Duration
2 months (2023)
Tools
Figma (Design, Figjam), Notion, Github, Paper
The challenge
Progress tracking sounds straightforward until you try to build one. What are we actually tracking? Completion? Time spent? State changes? And what does progress even mean in a learn-and-earn context, where some content is time-boxed, some is archived, and some is locked behind things the user hasn't done yet?
Context
A progress tracker should show current status, unlocked content, and what's coming next - all without adding cognitive load to an experience that was already asking a lot of its users. The stakes were real: get it wrong and the whole learn/earn loop breaks.
The solution
I designed a visual progress tracker that maps pathway and campaign stages clearly across multiple contexts.

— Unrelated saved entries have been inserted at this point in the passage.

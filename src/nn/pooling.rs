//! Module implementing pooling layers for CNNs.

use super::module::{Module, ModuleView};
use super::params::Shape2d;
use crate::runtime::backend::RuntimeError;
use crate::runtime::kernels;
use crate::swap::make_2d;
use ndarray::ArrayD;

/// Max Pooling 2D layer.
///
/// Selects the maximum of each window of an input of shape [N, C, H, W]
/// or [C, H, W].
///
/// # Example
///
/// ```rust,ignore
/// let pool = MaxPool2d::new(2); // stride defaults to the kernel size
/// ```
#[derive(Debug, Clone, PartialEq)]
pub struct MaxPool2d {
    pub kernel_size: Shape2d,
    /// `None` means "same as `kernel_size`".
    pub stride: Option<Shape2d>,
    pub padding: Shape2d,
    pub dilation: Shape2d,
    pub ceil_mode: bool,
}

impl MaxPool2d {
    pub fn new(kernel_size: impl Into<Shape2d>) -> Self {
        Self {
            kernel_size: kernel_size.into(),
            stride: None,
            padding: Shape2d::Scalar(0),
            dilation: Shape2d::Scalar(1),
            ceil_mode: false,
        }
    }

    pub fn with_stride(mut self, stride: impl Into<Shape2d>) -> Self {
        self.stride = Some(stride.into());
        self
    }

    pub fn with_padding(mut self, padding: impl Into<Shape2d>) -> Self {
        self.padding = padding.into();
        self
    }

    pub fn with_dilation(mut self, dilation: impl Into<Shape2d>) -> Self {
        self.dilation = dilation.into();
        self
    }

    pub fn with_ceil_mode(mut self, ceil_mode: bool) -> Self {
        self.ceil_mode = ceil_mode;
        self
    }

    pub fn effective_stride(&self) -> &Shape2d {
        self.stride.as_ref().unwrap_or(&self.kernel_size)
    }
}

impl Module for MaxPool2d {
    fn view(&self) -> ModuleView<'_> {
        ModuleView::MaxPool2d(self)
    }

    fn eval(&self, input: &ArrayD<f32>) -> Result<ArrayD<f32>, RuntimeError> {
        let kernel = make_2d(&self.kernel_size, "kernel_size")?;
        let stride = make_2d(self.effective_stride(), "stride")?;
        let padding = make_2d(&self.padding, "padding")?;
        let dilation = make_2d(&self.dilation, "dilation")?;
        kernels::spatial(input, |x| {
            kernels::max_pool2d(x, kernel, stride, padding, dilation, self.ceil_mode)
        })
    }
}

/// Average Pooling 2D layer.
#[derive(Debug, Clone, PartialEq)]
pub struct AvgPool2d {
    pub kernel_size: Shape2d,
    /// `None` means "same as `kernel_size`".
    pub stride: Option<Shape2d>,
    pub padding: Shape2d,
    pub ceil_mode: bool,
    /// Count padded cells in the divisor.
    pub count_include_pad: bool,
    /// Fixed divisor replacing the window size.
    pub divisor_override: Option<usize>,
}

impl AvgPool2d {
    pub fn new(kernel_size: impl Into<Shape2d>) -> Self {
        Self {
            kernel_size: kernel_size.into(),
            stride: None,
            padding: Shape2d::Scalar(0),
            ceil_mode: false,
            count_include_pad: true,
            divisor_override: None,
        }
    }

    pub fn with_stride(mut self, stride: impl Into<Shape2d>) -> Self {
        self.stride = Some(stride.into());
        self
    }

    pub fn with_padding(mut self, padding: impl Into<Shape2d>) -> Self {
        self.padding = padding.into();
        self
    }

    pub fn with_ceil_mode(mut self, ceil_mode: bool) -> Self {
        self.ceil_mode = ceil_mode;
        self
    }

    pub fn with_count_include_pad(mut self, count_include_pad: bool) -> Self {
        self.count_include_pad = count_include_pad;
        self
    }

    pub fn with_divisor_override(mut self, divisor: usize) -> Self {
        self.divisor_override = Some(divisor);
        self
    }

    pub fn effective_stride(&self) -> &Shape2d {
        self.stride.as_ref().unwrap_or(&self.kernel_size)
    }
}

impl Module for AvgPool2d {
    fn view(&self) -> ModuleView<'_> {
        ModuleView::AvgPool2d(self)
    }

    fn eval(&self, input: &ArrayD<f32>) -> Result<ArrayD<f32>, RuntimeError> {
        let kernel = make_2d(&self.kernel_size, "kernel_size")?;
        let stride = make_2d(self.effective_stride(), "stride")?;
        let padding = make_2d(&self.padding, "padding")?;
        kernels::spatial(input, |x| {
            kernels::avg_pool2d(
                x,
                kernel,
                stride,
                padding,
                self.ceil_mode,
                self.count_include_pad,
                self.divisor_override,
            )
        })
    }
}

/// Adaptive Average Pooling 2D.
///
/// Computes pooling windows so that the output has `output_size`
/// regardless of input size. A `None` entry keeps that input dimension.
///
/// # Example
///
/// ```rust,ignore
/// // Always outputs size [N, C, 1, 1] regardless of input size
/// let gap = AdaptiveAvgPool2d::global();
/// ```
#[derive(Debug, Clone, PartialEq)]
pub struct AdaptiveAvgPool2d {
    pub output_size: (Option<usize>, Option<usize>),
}

impl AdaptiveAvgPool2d {
    pub fn new(output_size: (usize, usize)) -> Self {
        Self {
            output_size: (Some(output_size.0), Some(output_size.1)),
        }
    }

    /// Global average pooling: output size (1, 1).
    pub fn global() -> Self {
        Self::new((1, 1))
    }

    pub fn with_partial_size(output_size: (Option<usize>, Option<usize>)) -> Self {
        Self { output_size }
    }
}

impl Module for AdaptiveAvgPool2d {
    fn view(&self) -> ModuleView<'_> {
        ModuleView::AdaptiveAvgPool2d(self)
    }

    fn eval(&self, input: &ArrayD<f32>) -> Result<ArrayD<f32>, RuntimeError> {
        kernels::spatial(input, |x| kernels::adaptive_avg_pool2d(x, self.output_size))
    }
}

It handles edge cases like archived content, locked stages, access limitations - without making those edge cases the user's problem to figure out.
In this case study
Making the mess visible first
Progress lives in the margins
Context-appropriate density
Cutting the fun stuff first
What it became
Making the mess visible first
Progress tracking sounds straightforward until you actually try to build one.
I started with a lot of known unknowns. What were we tracking exactly? What did progress mean here? I wrote everything down - every assumption, every open question, every edge case I could think of. Making the mess visible before trying to shape it into something useful is one of my more useful habits.